紅葉はそれを手に取ると一口。炊きたてのお米の甘みと仄かな塩気が身体を癒やして行く。二口。三口。食べすすめていくうちに大好物の昆布の佃煮が顔を覗かせる。
「お母さんだって…忙しいのに…」
おにぎりを食べ切ってぽそりと呟くと紅葉はベッドに身を預けた。
先程までの出来事が頭をぐるぐると巡る。
(あれでよかった)
隆の驚いて赤面した顔。
(あれでよかったんだ)
弥生の心配そうな顔。
「…ッ!」
自然と紅葉の瞳から涙が溢れだす。
僅かに開いたドアの隙間からヨイチがするり、と入り込んできた。チリン…と奥行きのある水琴窟の鈴の音。

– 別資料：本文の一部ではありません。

//! Vault API client
//!
//! [`Client`] owns a [`Transport`] and the client token. Every call goes
//! through [`Client::send`], which turns non-2xx responses into typed
//! [`VaultError`]s, probing the server when the status is ambiguous.

mod classify;
pub mod transport;

pub use classify::{
    classify_status, disambiguate_unavailable, reclassify_bad_request, Classification, StateProbe,
};
pub use transport::{Method, Request, Response, Transport, UreqTransport};

use crate::error::{VaultError, VaultResult};
use serde::de::DeserializeOwned;
use serde::Deserialize;
use serde_json::Value;
use std::fmt;
use std::time::Duration;

/// Whether a failed 503 may be resolved by probing the server
#[derive(Debug, Clone, Copy, PartialEq, Eq)]
enum Probing {
    Enabled,
    Disabled,
}

/// Vault API client
pub struct Client {
    transport: Box<dyn Transport>,
    token: Option<String>,
}

impl fmt::Debug for Client {
    fn fmt(&self, f: &mut fmt::Formatter<'_>) -> fmt::Result {
        f.debug_struct("Client")
            .field("token", &self.token.as_ref().map(|_| "<redacted>"))
            .finish_non_exhaustive()
    }
}

impl Client {
    /// Create a client talking HTTP to `address`
    pub fn new(address: &str, token: Option<String>, timeout: Option<Duration>) -> Self {
        Self {
            transport: Box::new(UreqTransport::new(address, timeout)),
            token,
        }
    }

    /// Create a client over an arbitrary transport
    pub fn with_transport(transport: impl Transport + 'static) -> Self {
        Self {
            transport: Box::new(transport),
            token: None,
        }
    }

    /// Set the token sent with every request
    pub fn set_token(&mut self, token: impl Into<String>) {
        self.token = Some(token.into());
    }

    /// Builder-style token setter
    pub fn with_token(mut self, token: impl Into<String>) -> Self {
        self.set_token(token);
        self
    }

    /// Currently configured token
    pub fn token(&self) -> Option<&str> {
        self.token.as_deref()
    }

    /// Execute a request, returning the decoded body of a 2xx response
    ///
    /// A 204 or empty body yields `None`.
    pub fn send(&self, request: Request) -> VaultResult<Option<Value>> {
        self.dispatch(request, Probing::Enabled)
    }

    /// Execute a request against a privileged (`sys/`) endpoint
    ///
    /// These endpoints may answer 400 when the server is uninitialized, so a
    /// BadRequest is re-checked against the server's init state.
    pub fn send_sys(&self, request: Request) -> VaultResult<Option<Value>> {
        self.send(request)
            .map_err(|e| reclassify_bad_request(e, &Unprobed(self)))
    }

    /// Execute a request and decode the body into `T`
    pub fn send_json<T: DeserializeOwned>(&self, request: Request) -> VaultResult<T> {
        decode(self.send(request)?)
    }

    fn dispatch(&self, mut request: Request, probing: Probing) -> VaultResult<Option<Value>> {
        if request.token.is_none() {
            request.token = self.token.clone();
        }

        let response = self.transport.execute(&request)?;
        if response.is_success() {
            return Ok(response.body);
        }

        Err(self.classify_failure(response.status, response.error_message(), probing))
    }

    fn classify_failure(&self, status: u16, message: String, probing: Probing) -> VaultError {
        match classify_status(status, message) {
            Classification::Final(err) => err,
            Classification::Unavailable(message) => match probing {
                Probing::Enabled => disambiguate_unavailable(message, &Unprobed(self)),
                Probing::Disabled => VaultError::Generic { status, message },
            },
        }
    }

    /// Typed error for a failed status, probing the server if it is ambiguous
    pub(crate) fn classify(&self, status: u16, message: String) -> VaultError {
        self.classify_failure(status, message, Probing::Enabled)
    }

    /// Raw response for endpoints that encode state in the status code
    pub(crate) fn execute_raw(&self, mut request: Request) -> VaultResult<Response> {
        if request.token.is_none() {
            request.token = self.token.clone();
        }
        self.transport.execute(&request)
    }
}

/// Decode an optional body into `T`, treating a missing body as JSON null
pub(crate) fn decode<T: DeserializeOwned>(body: Option<Value>) -> VaultResult<T> {
    Ok(serde_json::from_value(body.unwrap_or(Value::Null))?)
}

/// Probe adapter that issues its requests with disambiguation turned off
struct Unprobed<'a>(&'a Client);

#[derive(Deserialize)]
struct InitProbe {
    initialized: bool,
}

#[derive(Deserialize)]
struct SealProbe {
    sealed: bool,
}

impl StateProbe for Unprobed<'_> {
    fn probe_initialized(&self) -> VaultResult<bool> {
        let body = self
            .0
            .dispatch(Request::new(Method::Get, "sys/init"), Probing::Disabled)?;
        Ok(decode::<InitProbe>(body)?.initialized)
    }

    fn probe_sealed(&self) -> VaultResult<bool> {
        let body = self
            .0
            .dispatch(Request::new(Method::Get, "sys/seal-status"), Probing::Disabled)?;
        Ok(decode::<SealProbe>(body)?.sealed)
    }
}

ヨイチはただ黙って紅葉の右頬を伝う涙をペロペロと舐め始める。
「ヨイチ…ありがと…」
紅葉はヨイチの頭を撫でるとそのまま眠りについた。
夕刻。
左頬に暖かな感触を感じて紅葉は目を覚ました。
「ヨイチ…?」
寝ぼけ眼で左側を向くと、目の前にはさらりとした漆黒の長髪。色素の薄い肌。長いまつげ。
真っ赤な舌がチロチロと動いている。
紅葉は思わず飛び起きてイナリを指差して叫ぶ。
「⸺!?!?イナリ!!あんた何やって…!!なんてことしてるのよ!!」
「何って…私は元々狐だからね。舐め合いは普通のことなんだが?」
しれっと答えるイナリに紅葉はわなわなと震えながら叫ぶ。
「ばかー!!!!!あんたにとって普通でも私にとっては普通じゃないの!!!ファーストキスも済ませてないのに…!」
「はて…?ヨイチは良くて私がダメな理由がわからないね…?ファーストキス?ははぁ、口吸いか。済ませてないのなら私で済ますかい?」
イナリの顔が近づいてくる。
見れば見るほど美しい瞳。
(あ…。)
否応なしに高鳴る鼓動に紅葉はぎゅっと目をつぶる。
ふわり、と額に触れる温かい感触。
「そこはいずれ出逢う大切な者のために取っておくんだね。」
トントン、と唇を指してクスクスといたずらっぽく笑うイナリをみて紅葉は震えながら
「この…ッ!!バカ狐!!!!!もう知らない!!」
そう言って布団に潜り込んだ。
先程唇を押し当てられた額が熱い。
(ばかじゃないの、ばかじゃないの…!?あいつも私も…!!)
夕暮れの真っ赤な光が差し込む部屋で紅葉は鼓動を抑えられず、ヨイチを抱きしめながらただただ布団に包まる他なかった。